Seen here is the same image in a larger Gallery view. The extent of the cropping at the upper corners is now apparent, where this contains details that were removed from the smaller image above.
When opened in Preview, the upper corners are no longer rounded, and show the full extent of the image, but the lower corners remain cropped by enforced rounding, apparently to make them ‘concentric’, as is the vogue.
To see the whole image rendered faithfully, I had to resort to a third-party app, here GraphicConverter 12, which has the honesty to display all four corners without cropping.
One of the cornerstones of the Mac from its earliest days is expressed in the principle of WYSIWYG, what you see is what you get. It enabled the ‘desktop publishing revolution’ that convinced so many to pay the premium for Classic Macs, and ever since has guided the development of Mac OS. Without it there would be no purpose to Quick Look in its efforts to render images faithfully.

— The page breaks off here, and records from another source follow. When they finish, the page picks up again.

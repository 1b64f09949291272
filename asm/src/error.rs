use color_print::cprintln;
use thiserror::Error;

/// Errors local to one source line. They are recorded in the listing and
/// counted; assembly carries on with the next line.
#[derive(Error, Debug, Clone, PartialEq, Eq)]
pub enum Error {
    #[error("Unrecognized command.")]
    UnknownCommand(String),

    #[error("Not enough arguments.")]
    MissingArgument,

    #[error("Too many arguments.")]
    TooManyArguments,

    #[error("Bad argument ({0}).")]
    BadArgument(String),

    #[error("Unrecognized label.")]
    UndefinedLabel(String),

    #[error("String must be in quotes.")]
    UnquotedString,

    #[error("Program is too large.")]
    TooLarge,

    #[error("Duplicate label: `{0}`")]
    DuplicateLabel(String),
}

/// Failures reading the source or writing the assembled artifacts.
#[derive(Error, Debug)]
pub enum FileError {
    #[error("Failed to open file: {0}")]
    FileOpen(String, #[source] std::io::Error),

    #[error("Failed to write file: {0}")]
    FileWrite(String, #[source] std::io::Error),
}

impl Error {
    /// Print error with the file location and the offending line
    pub fn print_diag(&self, file: &str, line_num: usize, line: &str) {
        cprintln!("<red,bold>error</>: {}", self);
        match self {
            Error::UnknownCommand(cmd) => cprintln!("     <blue>=</> command: `{}`", cmd),
            Error::UndefinedLabel(label) => cprintln!("     <blue>=</> label: `{}`", label),
            _ => {}
        }
        cprintln!("     <blue>--></> <underline>{}:{}</>", file, line_num);
        cprintln!("      <blue>|</>");
        cprintln!(" <blue>{:>4} |</> {}", line_num, line);
        cprintln!("      <blue>|</>");
    }
}
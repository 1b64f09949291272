use arch::Word;
use num_enum::IntoPrimitive;

/// Outcome of the last push or pop, as read by `stackc`.
#[derive(Debug, Clone, Copy, PartialEq, Eq, Default, IntoPrimitive)]
#[repr(i32)]
pub enum Status {
    #[default]
    Ok = 0,
    Full = 1,
    Empty = 2,
}

/// Bounded LIFO. Overflow and underflow are not errors: they leave the
/// stack unchanged and record the status.
#[derive(Debug, Clone)]
pub struct Stack {
    items: Vec<Word>,
    capacity: usize,
    status: Status,
}

impl Stack {
    pub fn new(capacity: usize) -> Self {
        Stack {
            items: Vec::with_capacity(capacity),
            capacity,
            status: Status::Ok,
        }
    }

    pub fn push(&mut self, val: Word) {
        if self.items.len() >= self.capacity {
            self.status = Status::Full;
        } else {
            self.items.push(val);
            self.status = Status::Ok;
        }
    }

    /// Popping an empty stack yields 0.
    pub fn pop(&mut self) -> Word {
        match self.items.pop() {
            Some(val) => {
                self.status = Status::Ok;
                val
            }
            None => {
                self.status = Status::Empty;
                0
            }
        }
    }

    pub fn status(&self) -> Status {
        self.status
    }

    pub fn clear(&mut self) {
        self.items.clear();
        self.status = Status::Ok;
    }

    pub fn len(&self) -> usize {
        self.items.len()
    }

    pub fn is_empty(&self) -> bool {
        self.items.is_empty()
    }

    pub fn top(&self) -> Option<Word> {
        self.items.last().copied()
    }
}

#[cfg(test)]
mod tests {
    use super::*;

    #[test]
    fn full_push_is_dropped() {
        let mut stack = Stack::new(2);
        stack.push(1);
        stack.push(2);
        assert_eq!(stack.status(), Status::Ok);
        stack.push(3);
        assert_eq!(stack.status(), Status::Full);
        assert_eq!(stack.len(), 2);
        assert_eq!(stack.top(), Some(2));
        assert_eq!(i32::from(Status::Full), 1);
    }

    #[test]
    fn empty_pop_is_zero() {
        let mut stack = Stack::new(2);
        assert_eq!(stack.pop(), 0);
        assert_eq!(stack.status(), Status::Empty);
        assert_eq!(i32::from(stack.status()), 2);
    }

    #[test]
    fn balanced_restores() {
        let mut stack = Stack::new(4);
        stack.push(9);
        stack.pop();
        stack.pop();
        assert_eq!(stack.status(), Status::Empty);
        stack.push(7);
        stack.push(8);
        assert_eq!(stack.pop(), 8);
        assert_eq!(stack.status(), Status::Ok);
        assert_eq!(stack.top(), Some(7));
    }
}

That doesn’t merit mention in the principles expounded in Apple’s latest revised Human Interface Guidelines. Three are given there, hierarchy, harmony and consistency, but not fidelity. Rounding corners of rectangles is included there under the principle of harmony: “Align with the concentric design of the hardware and software to create harmony between interface elements, system experiences, and devices.”
I can live with concentricity in windows and controls, even with app icons forcibly constrained within rounded rectangles. What I simply can’t accept is a Macintosh, of all computers, cropping every thumbnail and preview for the sake of aesthetics, however harmonious that might seem. For without fidelity, the Mac fails.